• _Task details_
Reproduce exactly the opening lines of the listing, stopping after the line that contains "const DEFAULT_RETRY_BASE: Duration" and including it.

§

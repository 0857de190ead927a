//! HTTP client wrapper for interacting with Qdrant.

use super::types::{
    CollectionInfoResponse, ListCollectionsResponse, StoredChunk, VectorError,
};
use crate::analysis::Chunk;
use reqwest::{Client, Method, StatusCode};
use serde_json::json;
use std::time::Duration;
use time::OffsetDateTime;
use time::format_description::well_known::Rfc3339;

/// Attempts made by [`QdrantService::ensure_collection`] before giving up.
pub const ENSURE_ATTEMPTS: u32 = 3;

const DEFAULT_RETRY_BASE: Duration = Duration::from_secs(1);

/// Lightweight HTTP client for Qdrant operations.
pub struct QdrantService {
    pub(crate) client: Client,
    pub(crate) base_url: String,
    pub(crate) api_key: Option<String>,
    retry_base: Duration,
}

impl QdrantService {
    /// Construct a client for the Qdrant instance at `url`.
    pub fn new(url: &str, api_key: Option<String>) -> Result<Self, VectorError> {
        let client = Client::builder()
            .user_agent("caution/0.1")
            .timeout(Duration::from_secs(30))
            .build()?;
        let base_url = normalize_base_url(url).map_err(VectorError::InvalidUrl)?;
        tracing::debug!(
            url = %base_url,
            has_api_key = api_key.as_deref().is_some_and(|value| !value.is_empty()),
            "Initialized Qdrant HTTP client"
        );

        Ok(Self {
            client,
            base_url,
            api_key,
            retry_base: DEFAULT_RETRY_BASE,
        })
    }

    /// Override the base delay of the exponential backoff (`base * 2^attempt`).
    pub fn with_retry_base(mut self, retry_base: Duration) -> Self {
        self.retry_base = retry_base;
        self
    }

    /// Make sure `collection` exists with `vector_size`-dimensional cosine vectors.
    ///
    /// Transient failures are retried up to [`ENSURE_ATTEMPTS`] times with exponential
    /// backoff. A collection created for a different dimension fails immediately.
    pub async fn ensure_collection(
        &self,
        collection: &str,
        vector_size: u64,
    ) -> Result<(), VectorError> {
        let mut attempt = 0;
        loop {
            attempt += 1;
            match self.try_ensure_collection(collection, vector_size).await {
                Ok(()) => return Ok(()),
                Err(error) if error.is_permanent() || attempt >= ENSURE_ATTEMPTS => {
                    tracing::error!(collection, attempt, error = %error, "Collection setup failed");
                    return Err(error);
                }
                Err(error) => {
                    let delay = self.retry_delay(attempt);
                    tracing::warn!(
                        collection,
                        attempt,
                        max_attempts = ENSURE_ATTEMPTS,
                        delay_ms = delay.as_millis() as u64,
                        error = %error,
                        "Collection setup failed; retrying"
                    );
                    tokio::time::sleep(delay).await;
                }
            }
        }
    }

    fn retry_delay(&self, attempt: u32) -> Duration {
        self.retry_base.saturating_mul(2u32.saturating_pow(attempt))
    }

    async fn try_ensure_collection(
        &self,
        collection: &str,
        vector_size: u64,
    ) -> Result<(), VectorError> {
        if let Some(actual) = self.collection_vector_size(collection).await? {
            return check_dimension(collection, vector_size, actual);
        }

        tracing::debug!(collection, vector_size, "Creating collection");
        self.create_collection(collection, vector_size).await?;

        match self.collection_vector_size(collection).await? {
            Some(actual) => check_dimension(collection, vector_size, actual),
            None => Err(VectorError::Malformed(format!(
                "collection {collection} missing after creation"
            ))),
        }
    }

    async fn create_collection(&self, collection: &str, vector_size: u64) -> Result<(), VectorError> {
        let body = json!({
            "vectors": {
                "size": vector_size,
                "distance": "Cosine"
            }
        });

        let response = self
            .request(Method::PUT, &format!("collections/{collection}"))
            .json(&body)
            .send()
            .await?;

        // A concurrent creator may win the race; the follow-up lookup validates the result.
        if response.status() == StatusCode::CONFLICT {
            return Ok(());
        }
        self.ensure_success(response, || {
            tracing::debug!(collection, "Collection created");
        })
        .await
    }

    /// Vector size of `collection`, or `None` when it does not exist.
    pub async fn collection_vector_size(&self, collection: &str) -> Result<Option<u64>, VectorError> {
        let response = self
            .request(Method::GET, &format!("collections/{collection}"))
            .send()
            .await?;

        match response.status() {
            StatusCode::NOT_FOUND => Ok(None),
            status if status.is_success() => {
                let info: CollectionInfoResponse = response.json().await?;
                info.result.config.params.vector_size().map(Some).ok_or_else(|| {
                    VectorError::Malformed(format!("collection {collection} has no vector size"))
                })
            }
            status => {
                let body = response.text().await.unwrap_or_default();
                let error = VectorError::UnexpectedStatus { status, body };
                tracing::error!(collection, error = %error, "Collection lookup failed");
                Err(error)
            }
        }
    }

    /// Retrieve the names of all collections present in Qdrant.
    pub async fn list_collections(&self) -> Result<Vec<String>, VectorError> {
        let response = self.request(Method::GET, "collections").send().await?;

        if response.status().is_success() {
            let payload: ListCollectionsResponse = response.json().await?;
            Ok(payload
                .result
                .collections
                .into_iter()
                .map(|collection| collection.name)
                .collect())
        } else {
            let status = response.status();
            let body = response.text().await.unwrap_or_default();
            let error = VectorError::UnexpectedStatus { status, body };
            tracing::error!(error = %error, "Failed to list collections");
            Err(error)
        }
    }

    /// Store each chunk with its vector, keyed by chunk index so re-ingestion overwrites.
    ///
    /// Payload fields are `text`, `timestamp` (RFC 3339) and `chunkIndex`.
    pub async fn upsert_chunks(
        &self,
        collection: &str,
        chunks: &[Chunk],
        vectors: Vec<Vec<f32>>,
    ) -> Result<usize, VectorError> {
        if chunks.len() != vectors.len() {
            return Err(VectorError::Malformed(format!(
                "{} chunks but {} vectors",
                chunks.len(),
                vectors.len()
            )));
        }
        if chunks.is_empty() {
            return Ok(0);
        }

        let timestamp = OffsetDateTime::now_utc()
            .format(&Rfc3339)
            .unwrap_or_else(|_| "1970-01-01T00:00:00Z".to_string());
        let points: Vec<_> = chunks
            .iter()
            .zip(vectors)
            .map(|(chunk, vector)| {
                json!({
                    "id": chunk.index,
                    "vector": vector,
                    "payload": {
                        "text": chunk.text.trim(),
                        "timestamp": timestamp,
                        "chunkIndex": chunk.index,
                    },
                })
            })
            .collect();

        let count = points.len();
        let response = self
            .request(Method::PUT, &format!("collections/{collection}/points"))
            .query(&[("wait", true)])
            .json(&json!({ "points": points }))
            .send()
            .await?;

        self.ensure_success(response, || {
            tracing::debug!(collection, points = count, "Points upserted");
        })
        .await?;
        Ok(count)
    }

    /// Remove points left over from a longer previous version of the document.
    pub async fn delete_chunks_from(
        &self,
        collection: &str,
        first_stale_index: usize,
    ) -> Result<(), VectorError> {
        let body = json!({
            "filter": {
                "must": [
                    { "key": "chunkIndex", "range": { "gte": first_stale_index } }
                ]
            }
        });

        let response = self
            .request(Method::POST, &format!("collections/{collection}/points/delete"))
            .query(&[("wait", true)])
            .json(&body)
            .send()
            .await?;

        self.ensure_success(response, || {
            tracing::debug!(collection, first_stale_index, "Stale points removed");
        })
        .await
    }

    /// Read every stored chunk of `collection`, ordered by chunk index.
    pub async fn fetch_chunks(&self, collection: &str) -> Result<Vec<StoredChunk>, VectorError> {
        use futures_util::{StreamExt, pin_mut};

        let stream = super::scroller::stream_chunks(self, collection);
        pin_mut!(stream);
        let mut chunks = Vec::new();
        while let Some(chunk) = stream.next().await {
            chunks.push(chunk?);
        }
        chunks.sort_by_key(|chunk| chunk.index);
        Ok(chunks)
    }

    pub(crate) fn request(&self, method: Method, path: &str) -> reqwest::RequestBuilder {
        let url = format_endpoint(&self.base_url, path);
        let mut req = self.client.request(method, url);
        if let Some(api_key) = &self.api_key
            && !api_key.is_empty()
        {
            req = req.header("api-key", api_key);
        }
        req
    }

    async fn ensure_success<F>(
        &self,
        response: reqwest::Response,
        on_success: F,
    ) -> Result<(), VectorError>
    where
        F: FnOnce(),
    {
        if response.status().is_success() {
            on_success();
            Ok(())
        } else {
            let status = response.status();
            let body = response.text().await.unwrap_or_default();
            let error = VectorError::UnexpectedStatus { status, body };
            tracing::error!(error = %error, "Qdrant request failed");
            Err(error)
        }
    }
}

fn check_dimension(collection: &str, expected: u64, actual: u64) -> Result<(), VectorError> {
    if expected == actual {
        Ok(())
    } else {
        Err(VectorError::DimensionMismatch {
            collection: collection.to_string(),
            expected,
            actual,
        })
    }
}

fn normalize_base_url(url: &str) -> Result<String, String> {
    let mut parsed = reqwest::Url::parse(url).map_err(|err| err.to_string())?;
    let path = parsed.path().trim_end_matches('/').to_string();
    parsed.set_path(&path);
    Ok(parsed.to_string())
}

fn format_endpoint(base: &str, path: &str) -> String {
    let base = base.trim_end_matches('/');
    let path = path.trim_start_matches('/');
    format!("{base}/{path}")
}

§

• _Response to the task_
repository 0857de190ead927a
//! HTTP client wrapper for interacting with Qdrant.

use super::types::{
    CollectionInfoResponse, ListCollectionsResponse, StoredChunk, VectorError,
};
use crate::analysis::Chunk;
use reqwest::{Client, Method, StatusCode};
use serde_json::json;
use std::time::Duration;
use time::OffsetDateTime;
use time::format_description::well_known::Rfc3339;

/// Attempts made by [`QdrantService::ensure_collection`] before giving up.
pub const ENSURE_ATTEMPTS: u32 = 3;

const DEFAULT_RETRY_BASE: Duration = Duration::from_secs(1);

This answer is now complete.